What does it even mean to be a white author or to address whiteness in literature?
An experiment: I try to retell the story of Mansfield Park with a cast of poor Puerto Rican and Mexican people that resemble my family. I am poor like Fanny Price, but have no rich relatives in which to move to in order to increase my prospects. I need an uncle who is off away somewhere settling financial affairs based off exploitation, but I can’t seem to make up one. Technically, I do have an aunt who has a small dog she brings everywhere who could be a stand-in for Lady Bertram but the kind of luxury or opulence ascribed to Lady Bertram and her dog is one my aunt doesn’t have. More attempts happen to fit the narrative to some queer MexiRican retelling but I don’t know how to make the template of the story fit the world I would need to create. I probably can but I don’t know if I even want to. I don’t want to fit into Austen’s story—I want to fit into mine.
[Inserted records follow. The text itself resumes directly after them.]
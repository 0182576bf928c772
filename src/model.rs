//! Resolved source model: declarations and function bodies
//!
//! The model is the evaluator's stand-in for a resolved program: every
//! variable reference in the AST points at a [`Declaration`] registered
//! here, and function bodies are registered so the dataflow pass can find
//! the statements surrounding a reference. Initializers live on the
//! declaration, not in the statement stream.

use serde::{Deserialize, Serialize};

use crate::ast::{Block, DeclId, Expression, NodeId, Statement, TypeRef};
use crate::error::ModelError;
use crate::value::Value;

/// What sort of declaration this is; the evaluator treats fields and
/// locals differently
#[derive(Debug, Clone, Copy, PartialEq, Eq, Serialize, Deserialize)]
pub enum DeclKind {
    /// A local variable
    Local,
    /// A function parameter; participates in dataflow at nesting level zero
    Parameter,
    /// A field; folded through its compiler constant or its initializer
    Field { is_static: bool, is_final: bool },
}

/// A resolved declaration
#[derive(Debug, Clone, PartialEq, Serialize, Deserialize)]
pub struct Declaration {
    pub id: DeclId,
    pub name: String,
    pub kind: DeclKind,
    pub ty: Option<TypeRef>,
    /// The declared initializer expression, if any
    pub initializer: Option<Expression>,
    /// A compiler-computed constant (the `static final` fast path);
    /// fields only
    pub constant_value: Option<Value>,
}

impl Declaration {
    pub fn is_field(&self) -> bool {
        matches!(self.kind, DeclKind::Field { .. })
    }

    pub fn is_final_field(&self) -> bool {
        matches!(self.kind, DeclKind::Field { is_final: true, .. })
    }
}

/// A function (or initializer) body registered with the model
#[derive(Debug, Clone, PartialEq, Serialize, Deserialize)]
pub struct Body {
    pub name: String,
    pub params: Vec<DeclId>,
    pub block: Block,
}

/// The resolved program the evaluator reads from
#[derive(Debug, Clone, Default, PartialEq, Serialize, Deserialize)]
pub struct SourceModel {
    declarations: Vec<Declaration>,
    bodies: Vec<Body>,
}

impl SourceModel {
    /// Create an empty model
    pub fn new() -> Self {
        Self::default()
    }

    /// Register a declaration and return its id
    pub fn declare(&mut self, name: &str, kind: DeclKind, ty: Option<TypeRef>) -> DeclId {
        let id = DeclId(self.declarations.len() as u32);
        self.declarations.push(Declaration {
            id,
            name: name.to_string(),
            kind,
            ty,
            initializer: None,
            constant_value: None,
        });
        id
    }

    /// Look up a declaration by id
    pub fn declaration(&self, id: DeclId) -> Option<&Declaration> {
        self.declarations.get(id.0 as usize)
    }

    /// Attach (or replace) the initializer of a declaration
    pub fn set_initializer(&mut self, id: DeclId, initializer: Expression) -> Result<(), ModelError> {
        let decl = self
            .declarations
            .get_mut(id.0 as usize)
            .ok_or(ModelError::UnknownDeclaration(id))?;
        decl.initializer = Some(initializer);
        Ok(())
    }

    /// Record a compiler-computed constant for a field declaration
    pub fn set_constant_value(&mut self, id: DeclId, value: Value) -> Result<(), ModelError> {
        let decl = self
            .declarations
            .get_mut(id.0 as usize)
            .ok_or(ModelError::UnknownDeclaration(id))?;
        if !decl.is_field() {
            return Err(ModelError::NotAField {
                name: decl.name.clone(),
            });
        }
        decl.constant_value = Some(value);
        Ok(())
    }

    /// Register a function body
    pub fn add_body(&mut self, name: &str, params: Vec<DeclId>, block: Block) {
        self.bodies.push(Body {
            name: name.to_string(),
            params,
            block,
        });
    }

    /// All registered bodies
    pub fn bodies(&self) -> &[Body] {
        &self.bodies
    }

    /// The body whose statement tree contains the given node
    pub fn enclosing_body(&self, node: NodeId) -> Option<&Body> {
        self.bodies
            .iter()
            .find(|body| self.block_contains(&body.block, node))
    }

    /// Whether `target` occurs anywhere in the given block, descending into
    /// declaration initializers stored on the model
    pub fn block_contains(&self, block: &Block, target: NodeId) -> bool {
        block
            .statements
            .iter()
            .any(|stmt| self.statement_contains(stmt, target))
    }

    fn statement_contains(&self, stmt: &Statement, target: NodeId) -> bool {
        if stmt.id() == target {
            return true;
        }
        match stmt {
            Statement::Declaration { decl, .. } => self
                .declaration(*decl)
                .and_then(|d| d.initializer.as_ref())
                .is_some_and(|init| init.contains(target)),
            Statement::Assignment { value, .. } => value.contains(target),
            Statement::Expression { expr, .. } => expr.contains(target),
            Statement::If {
                condition,
                then_block,
                else_block,
                ..
            } => {
                condition.contains(target)
                    || self.block_contains(then_block, target)
                    || else_block
                        .as_ref()
                        .is_some_and(|b| self.block_contains(b, target))
            }
            Statement::While { condition, body, .. } => {
                condition.contains(target) || self.block_contains(body, target)
            }
            Statement::For { condition, body, .. } => {
                condition.as_ref().is_some_and(|c| c.contains(target))
                    || self.block_contains(body, target)
            }
            Statement::Switch { scrutinee, arms, .. } => {
                scrutinee.contains(target)
                    || arms.iter().any(|arm| {
                        arm.labels.iter().any(|l| l.contains(target))
                            || self.block_contains(&arm.body, target)
                    })
            }
            Statement::Block { block, .. } => self.block_contains(block, target),
            Statement::Return { value, .. } => {
                value.as_ref().is_some_and(|v| v.contains(target))
            }
        }
    }
}

#[cfg(test)]
mod tests {
    use super::*;
    use crate::ast::AstBuilder;
    use pretty_assertions::assert_eq;

    #[test]
    fn test_constant_values_are_field_only() {
        let mut model = SourceModel::new();
        let field = model.declare(
            "LIMIT",
            DeclKind::Field {
                is_static: true,
                is_final: true,
            },
            None,
        );
        let local = model.declare("x", DeclKind::Local, None);

        assert_eq!(model.set_constant_value(field, Value::Int(100)), Ok(()));
        assert_eq!(
            model.set_constant_value(local, Value::Int(1)),
            Err(ModelError::NotAField { name: "x".into() })
        );
        assert_eq!(
            model.declaration(field).unwrap().constant_value,
            Some(Value::Int(100))
        );
    }

    #[test]
    fn test_unknown_declaration() {
        let mut model = SourceModel::new();
        let bogus = DeclId(42);
        assert_eq!(
            model.set_initializer(bogus, AstBuilder::new().int(1)),
            Err(ModelError::UnknownDeclaration(bogus))
        );
    }

    #[test]
    fn test_enclosing_body_descends_into_initializers() {
        let mut model = SourceModel::new();
        let mut b = AstBuilder::new();

        let x = model.declare("x", DeclKind::Local, None);
        let init = b.int(5);
        let init_id = init.id();
        model.set_initializer(x, init).unwrap();

        let usage = b.var_ref(x);
        let usage_id = usage.id();
        let decl_stmt = b.declare_stmt(x);
        let ret = b.ret(Some(usage));
        model.add_body("test", vec![], Block::new(vec![decl_stmt, ret]));

        assert_eq!(model.enclosing_body(usage_id).map(|b| b.name.as_str()), Some("test"));
        assert_eq!(model.enclosing_body(init_id).map(|b| b.name.as_str()), Some("test"));
        assert_eq!(model.enclosing_body(NodeId(9999)), None);
    }

    #[test]
    fn test_block_contains_nested_statements() {
        let mut model = SourceModel::new();
        let mut b = AstBuilder::new();
        let x = model.declare("x", DeclKind::Local, None);

        let inner_value = b.int(10);
        let inner_id = inner_value.id();
        let assign = b.assign(x, inner_value);
        let cond = b.boolean(true);
        let if_stmt = b.if_stmt(cond, Block::new(vec![assign]), None);
        let block = Block::new(vec![if_stmt]);

        assert!(model.block_contains(&block, inner_id));
        assert!(!model.block_contains(&block, NodeId(9999)));
    }
}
The remixing of white literature by writers of color has shown how these are stories can be ours, too, for our particular artistic and political goals. Ibi Zoboi’s young adult novel, Pride, is a retelling of Austen’s Pride and Prejudice, with women of color at the helm as protagonists. Victor LaValle does a retelling of Lovecraft’s short story, “The Horror at Red Hook,” an important counterpoint to Lovecraft’s xenophobic rendering of the New York City immigrant neighborhood. Writers of color will continue to do compelling retellings of classic texts by writers like Austen and Lovecraft. Yet my suspicions linger over the politics of retellings because the dominating forces over our art and culture are notoriously guilty of telling those of us who are queer, disabled, trans, and of color, that our original stories are too particular and niche to reach a large enough audience. The stories these white writers craft are universal templates, apparently.
What does it look like to retell Lin Manuel-Miranda’s In the Heights? Nella Larsen’s Passing? Maxine Hong Kingston’s The Woman Warrior? The question becomes tricky because these works, like all works by any kind of writer, like Austen or Shakespeare, possess their specific social and cultural contexts, all of them their own beautiful specificity. Yet some of us are always more universal, always able to be just Art, just Literature, just Author, and never, lest we say it, lest we give up the ruse, white.
We must create our own relation to these texts, and our own ways of finding pleasure in reading them. I enjoy reading the dazzling lines of Beowulf, the flagrantly dandyish essays by Walter Pater, or the awkwardly delightful prose of Gertrude Stein. I read these writers with an awareness of their whiteness. Always. I attune my pleasure to this fact, attuning my appreciation of literature to the conditions of the world that has produced it, of the world operating within its pages. A pleasure of the text that is not willfully ignorant, or willfully ready to shut dissenting analyses down because they mar the prettied-up version of a writer or work we want to uphold. A pleasure ever apart of this world, responsive and attentive difference, and ever aiming for a world that doesn’t have to be this one.